I will definitely take a look. I think that it would be interesting to benchmark ControlSystemIdentification.jl as well with guilhermebodin’s StateSpaceModels.jl and TSAnalysis.jl. I am not suggesting we should merge them, but it would be interesting to understand what is the most efficient way to implement these methods - at least, at their simplest form.
I will release more details with the new version - soon
¹ TimeSeries.jl is a very nice name, but I fear that there might be already a git project with this name. I will check the register when I come back from the break. I thought about TimeSeriesAnalysis.jl when I started the project, but it sounded a bit too long for my taste. I am open to suggestions though
A small update. I released a separate package for penalised vector autoregressions compatible with incomplete data. This is a replication code for the empirical application of a new paper of mine (linked in the Git page). This new package is not registered and it probably never will. Over time, I will merge some of the new features in TSAnalysis.jl.
I will soon start again updating TSAnalysis.jl. I plan to rename it either at the next update or at the following one.
In electrical engineering (and probably other fields), a distinction is made between signals and systems, where a system essentially is a transformation between two sets of signals.
“Time Series” sounds like the focus is on signals. In systems theory and control engineering, the focus is more on systems, hence “Systems Identification” and similar phrases are more common.
Even when there is only one signal/an input signal, one might think of the signal as generated from some stochastic signal which is unknown. Thus, control engineers tend to even consider a time series (a signal) to be a system.
In any way, the choice of package name probably reflects the field of the developer/the history of her/his field.
I am undecided between a few names, including TimeSeriesAnalysis. I suppose I will choose on the spot and on the basis of the development plan. Maybe it would be wise to limit a bit the scope of the project to an area of time series, rather than having a package for all possible models.
However, I would really like to have “time series” in the name, as an indication of my field.
@fipelle Is there any way you could provide an “auto.arima”-like function, as can be found in R?
I did not like how after running an MCMC on my differenced time series data, I wasn’t getting the results I was expecting. Sometimes, the “standard error” doesn’t apply, in which case, I can always try a Student’s T random variable, with more degrees of freedom, yet…
Sure. There are different ways to do it. For instance, you could use the techniques I described in my latest paper. I think I will implement something similar and based on implementations in https://github.com/fipelle/ElasticNetVAR.jl. I will also try to add a version of the Politis and Romano’s stationary bootstrap.

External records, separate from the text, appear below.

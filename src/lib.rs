//! # edgequake-docview
//!
//! Load, observe and share image and PDF documents from inline base64
//! payloads or remote URLs.
//!
//! ## Why this crate?
//!
//! Viewer screens keep re-implementing the same plumbing: decode a base64
//! blob or download a URL off the UI thread, unlock a password-protected PDF,
//! tell the UI when loading started and how it ended, and write a file the
//! platform share sheet can pick up. This crate does that once, for every
//! document kind, behind a single [`Document`] trait.
//!
//! ## Load Lifecycle
//!
//! ```text
//! load_source()
//!  │
//!  ├─ 1. Loading      emitted synchronously, view cleared
//!  ├─ 2. Source       inline base64 (caller's thread) or URL (background pool)
//!  ├─ 3. Reachability remote only: offline → NoInternet
//!  ├─ 4. Decode       image::load_from_memory / pdfium (+ password unlock)
//!  └─ 5. Terminal     Success (artifact bound) or Failed(LoadError),
//!                     delivered on the main context
//! ```
//!
//! ## Quick Start
//!
//! ```rust,no_run
//! use edgequake_docview::{
//!     Document, DocumentSource, ImageDocument, ViewerConfig, ViewerRuntime,
//! };
//!
//! fn main() -> Result<(), Box<dyn std::error::Error>> {
//!     let config = ViewerConfig::default();
//!     let (runtime, mut main_loop) = ViewerRuntime::new(&config)?;
//!
//!     let doc = ImageDocument::image(
//!         "Cat",
//!         DocumentSource::remote_str("https://example.com/cat.png"),
//!         runtime.policy(),
//!         &config,
//!     )?;
//!     doc.load_source();
//!
//!     // The host's UI thread drains the main context.
//!     while !doc.state().is_some_and(|s| s.is_terminal()) {
//!         main_loop.blocking_run_one();
//!     }
//!     println!("{:?} → {:?}", doc.state(), doc.share_location());
//!     Ok(())
//! }
//! ```
//!
//! ## Feature Flags
//!
//! | Feature | Default | Description |
//! |---------|---------|-------------|
//! | `cli`   | on      | Enables the `docview` demo binary (clap + anyhow + indicatif + tracing-subscriber) |
//!
//! Disable `cli` when using only the library:
//! ```toml
//! edgequake-docview = { version = "0.1", default-features = false }
//! ```

// ── Modules ──────────────────────────────────────────────────────────────

pub mod config;
pub mod document;
pub mod error;
pub mod loader;
pub mod reachability;
pub mod runtime;
pub mod share;
pub mod sniff;
pub mod source;
pub mod state;

// ── Re-exports ───────────────────────────────────────────────────────────

pub use config::{ViewerConfig, ViewerConfigBuilder};
pub use document::{
    Document, DocumentObserver, DocumentView, ImageDocument, PdfDocument, ViewerDocument,
};
pub use error::{DocViewError, LoadError};
pub use loader::{
    Artifact, FetchEvent, FetchSink, ImageFile, ImageLoader, Loader, PdfBackend, PdfFile,
    PdfInfo, PdfLoader, PdfOpenError, PdfiumBackend,
};
pub use reachability::{FixedReachability, Reachability, SystemReachability};
pub use runtime::{main_context, ExecutionPolicy, MainLoop, MainQueue, ViewerRuntime};
pub use share::ShareExporter;
pub use sniff::MimeType;
pub use source::{DocumentKind, DocumentSource};
pub use state::DocumentState;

I am afraid it won’t be in the next release. As you can see in the dev branch I am currently working on implementing the VARIMA. I will do it, once this is in production. Would you mind adding an issue on the git page?
Before getting into fractional methods I think it would be a good idea to implement state-space approaches to model seasonality and other features in the data (jointly with the VARIMA). I did not see many packages around that allow for these hybrids.